§ **Exercise inputs**:
//! The read, edit, write cycle every mutating step is built on.

use crate::error::MigrationError;
use crate::project::{Project, MANIFEST_PATH};
use async_trait::async_trait;
use serde_json::Value;

/// An artifact that can be read whole and written whole.
///
/// `read` must fail with [`MigrationError::NotFound`] when the artifact does
/// not exist; any other error aborts the update.
#[async_trait]
pub trait Resource: Send + Sync {
    /// The in-memory form of the artifact.
    type Value: Send;

    /// Human-readable identifier used in errors.
    fn describe(&self) -> String;

    /// Reads the current value.
    async fn read(&self) -> Result<Self::Value, MigrationError>;

    /// Replaces the stored value.
    async fn write(&self, value: Self::Value) -> Result<(), MigrationError>;
}

/// What [`Update::edit`] did to the artifact.
#[derive(Debug, Clone, Copy, PartialEq, Eq)]
pub enum UpdateOutcome {
    /// The artifact was absent and has been created.
    Created,
    /// The artifact existed and has been rewritten.
    Overwritten,
    /// The artifact existed and was left untouched.
    Kept,
}

/// Idempotent update of a single artifact.
///
/// Defaults to `create = false` and `overwrite = true`:
///
/// | artifact | `create` | `overwrite` | effect |
/// |----------|----------|-------------|--------|
/// | absent   | false    | any         | [`MigrationError::MissingResource`] |
/// | absent   | true     | any         | `write(edit(None))` |
/// | present  | any      | false       | nothing |
/// | present  | any      | true        | `write(edit(Some(current)))` |
///
/// The write happens even when `edit` returns the value it was given.
///
/// # Examples
///
/// ```no_run
/// use upstage_core::{MigrationError, Project, TextFile, Update};
///
/// async fn seed_loader(project: &dyn Project) -> Result<(), MigrationError> {
///     Update::new(&TextFile::new(project, "test/loader/config.js"))
///         .create(true)
///         .overwrite(false)
///         .edit(|_| Ok("export default {};\n".to_string()))
///         .await?;
///     Ok(())
/// }
/// ```
pub struct Update<'r, R: ?Sized> {
    resource: &'r R,
    create: bool,
    overwrite: bool,
}

impl<'r, R: Resource + ?Sized> Update<'r, R> {
    /// Creates an update with the default policy.
    pub fn new(resource: &'r R) -> Self {
        Self {
            resource,
            create: false,
            overwrite: true,
        }
    }

    /// Allows creating the artifact when it is absent.
    pub fn create(mut self, create: bool) -> Self {
        self.create = create;
        self
    }

    /// Allows rewriting the artifact when it is present.
    pub fn overwrite(mut self, overwrite: bool) -> Self {
        self.overwrite = overwrite;
        self
    }

    /// Runs the cycle with the given edit function.
    pub async fn edit<F>(self, edit: F) -> Result<UpdateOutcome, MigrationError>
    where
        F: FnOnce(Option<R::Value>) -> Result<R::Value, MigrationError> + Send,
    {
        match self.resource.read().await {
            Ok(current) => {
                if !self.overwrite {
                    tracing::debug!("Keeping existing {}", self.resource.describe());
                    return Ok(UpdateOutcome::Kept);
                }
                let next = edit(Some(current))?;
                self.resource.write(next).await?;
                Ok(UpdateOutcome::Overwritten)
            }
            Err(error) if error.is_not_found() => {
                if !self.create {
                    return Err(MigrationError::MissingResource {
                        resource: self.resource.describe(),
                    });
                }
                let next = edit(None)?;
                self.resource.write(next).await?;
                tracing::debug!("Created {}", self.resource.describe());
                Ok(UpdateOutcome::Created)
            }
            Err(error) => Err(error),
        }
    }
}

/// Shorthand for [`Update::new`] with the default policy and an edit that
/// requires the artifact to exist.
pub async fn update<R, F>(resource: &R, edit: F) -> Result<(), MigrationError>
where
    R: Resource + ?Sized,
    F: FnOnce(R::Value) -> Result<R::Value, MigrationError> + Send,
{
    let describe = resource.describe();
    Update::new(resource)
        .edit(move |current| match current {
            Some(value) => edit(value),
            None => Err(MigrationError::MissingResource { resource: describe }),
        })
        .await
        .map(|_| ())
}

/// A text file inside a project.
pub struct TextFile<'p> {
    project: &'p dyn Project,
    path: String,
}

impl<'p> TextFile<'p> {
    /// Wraps `path` in `project`.
    pub fn new(project: &'p dyn Project, path: impl Into<String>) -> Self {
        Self {
            project,
            path: path.into(),
        }
    }
}

#[async_trait]
impl Resource for TextFile<'_> {
    type Value = String;

    fn describe(&self) -> String {
        self.path.clone()
    }

    async fn read(&self) -> Result<String, MigrationError> {
        self.project.read(&self.path).await
    }

    async fn write(&self, value: String) -> Result<(), MigrationError> {
        self.project.write(&self.path, &value).await
    }
}

/// A JSON file inside a project.
pub struct JsonFile<'p> {
    project: &'p dyn Project,
    path: String,
}

impl<'p> JsonFile<'p> {
    /// Wraps `path` in `project`.
    pub fn new(project: &'p dyn Project, path: impl Into<String>) -> Self {
        Self {
            project,
            path: path.into(),
        }
    }
}

#[async_trait]
impl Resource for JsonFile<'_> {
    type Value = Value;

    fn describe(&self) -> String {
        self.path.clone()
    }

    async fn read(&self) -> Result<Value, MigrationError> {
        self.project.read_json(&self.path).await
    }

    async fn write(&self, value: Value) -> Result<(), MigrationError> {
        self.project.write_json(&self.path, &value).await
    }
}

/// The package manifest of a project.
pub struct ManifestFile<'p> {
    project: &'p dyn Project,
}

impl<'p> ManifestFile<'p> {
    /// Wraps the manifest of `project`.
    pub fn new(project: &'p dyn Project) -> Self {
        Self { project }
    }
}

#[async_trait]
impl Resource for ManifestFile<'_> {
    type Value = Value;

    fn describe(&self) -> String {
        MANIFEST_PATH.to_string()
    }

    async fn read(&self) -> Result<Value, MigrationError> {
        self.project.read_manifest().await
    }

    async fn write(&self, value: Value) -> Result<(), MigrationError> {
        self.project.write_manifest(&value).await
    }
}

§ **Task to complete**:
From the listing above, copy every line where the string "Allows" is found.

§ **Answer to the problem**:
    /// Allows creating the artifact when it is absent.
    /// Allows rewriting the artifact when it is present.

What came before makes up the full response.